Work instructions: Transcribe exactly the line that contains "let points = self.points(start, duration);" and every line after it to the end of the entries, and nothing more.
====== Entries shown
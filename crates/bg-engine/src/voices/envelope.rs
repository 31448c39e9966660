//! ADSR gain envelopes as parameter automation.

use arrayvec::ArrayVec;

use crate::graph::AudioParam;

/// Level envelopes start from and fall back to.
pub const FLOOR: f64 = 0.0001;

/// Offset added to exponential breakpoints so ramps never share a time
/// with the point before them.
const EXP_NUDGE: f64 = 0.0001;

#[derive(Clone, Copy, Debug, PartialEq, Eq)]
pub enum Curve {
    Linear,
    Exponential,
}

/// One automation point.
#[derive(Clone, Copy, Debug, PartialEq)]
pub enum Point {
    /// Jump to `value` at `time`.
    Set { time: f64, value: f64 },
    /// Ramp from the previous point to `value`, arriving at `time`.
    Ramp { time: f64, value: f64 },
}

impl Point {
    pub fn time(&self) -> f64 {
        match *self {
            Point::Set { time, .. } | Point::Ramp { time, .. } => time,
        }
    }

    pub fn value(&self) -> f64 {
        match *self {
            Point::Set { value, .. } | Point::Ramp { value, .. } => value,
        }
    }
}

/// Attack to `peak`, decay to `peak * sustain`, hold, release to the floor.
#[derive(Clone, Copy, Debug, PartialEq)]
pub struct Adsr {
    pub attack: f64,
    pub decay: f64,
    /// Fraction of `peak`
    pub sustain: f64,
    pub release: f64,
    pub peak: f64,
    pub curve: Curve,
}

impl Adsr {
    /// Breakpoints for a note at `start` lasting `duration` seconds.
    ///
    /// The release begins at `start + duration - release`. If that falls
    /// before the decay ends, the release collapses into one ramp to the
    /// floor ending at `start + duration`. A gate that ends inside the decay
    /// drops the decay; one that ends inside the attack rises for the first
    /// half of the gate and falls for the second. The last point is never
    /// later than the gate end.
    pub fn points(&self, start: f64, duration: f64) -> ArrayVec<Point, 5> {
        let a = self.attack.max(0.0);
        let d = self.decay.max(0.0);
        let r = self.release.max(0.0);
        let dur = duration.max(0.0);
        let (nudge, floor) = match self.curve {
            Curve::Linear => (0.0, 0.0),
            Curve::Exponential => (EXP_NUDGE, FLOOR),
        };
        let peak = self.peak.max(floor);
        let held = (self.peak * self.sustain.max(0.0)).max(floor);
        let attack_end = start + a;
        let decay_end = attack_end + d;
        let gate_end = start + dur;
        let release_start = gate_end - r;

        let mut points = ArrayVec::new();
        points.push(Point::Set { time: start, value: FLOOR });
        if gate_end < attack_end {
            let mid = start + dur / 2.0;
            let reached = self.attack_level(peak, (mid - start) / a);
            points.push(Point::Ramp { time: mid + nudge, value: reached });
            points.push(Point::Ramp { time: gate_end + nudge, value: FLOOR });
            return points;
        }
        points.push(Point::Ramp { time: attack_end + nudge, value: peak });
        if gate_end < decay_end {
            points.push(Point::Ramp { time: gate_end + nudge, value: FLOOR });
            return points;
        }
        points.push(Point::Ramp { time: decay_end + nudge, value: held });
        if release_start > decay_end {
            points.push(Point::Set { time: release_start, value: held });
            points.push(Point::Ramp { time: release_start + r + nudge, value: FLOOR });
        } else {
            points.push(Point::Ramp { time: gate_end + nudge, value: FLOOR });
        }
        points
    }

    /// Level the attack ramp has reached after `fraction` of its length.
    fn attack_level(&self, peak: f64, fraction: f64) -> f64 {
        let fraction = fraction.clamp(0.0, 1.0);
        match self.curve {
            Curve::Linear => FLOOR + (peak - FLOOR) * fraction,
            Curve::Exponential => FLOOR * (peak / FLOOR).powf(fraction),
        }
    }

    /// Write the envelope onto `param`; returns the time of the last point.
    pub fn apply(&self, param: &mut AudioParam, start: f64, duration: f64) -> f64 {
        let points = self.points(start, duration);
        write_points(param, &points, self.curve)
    }
}

/// Write `points` onto `param` with ramps of the given curve.
pub fn write_points(param: &mut AudioParam, points: &[Point], curve: Curve) -> f64 {
    let mut end = 0.0f64;
    for p in points {
        match (*p, curve) {
            (Point::Set { time, value }, _) => param.set_value_at(value, time),
            (Point::Ramp { time, value }, Curve::Linear) => param.linear_ramp_to(value, time),
            (Point::Ramp { time, value }, Curve::Exponential) => param.exponential_ramp_to(value, time),
        }
        end = end.max(p.time());
    }
    end
}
============
Exercise output:
        let points = self.points(start, duration);
        write_points(param, &points, self.curve)
    }
}

/// Write `points` onto `param` with ramps of the given curve.
pub fn write_points(param: &mut AudioParam, points: &[Point], curve: Curve) -> f64 {
    let mut end = 0.0f64;
    for p in points {
        match (*p, curve) {
            (Point::Set { time, value }, _) => param.set_value_at(value, time),
            (Point::Ramp { time, value }, Curve::Linear) => param.linear_ramp_to(value, time),
            (Point::Ramp { time, value }, Curve::Exponential) => param.exponential_ramp_to(value, time),
        }
        end = end.max(p.time());
    }
    end
}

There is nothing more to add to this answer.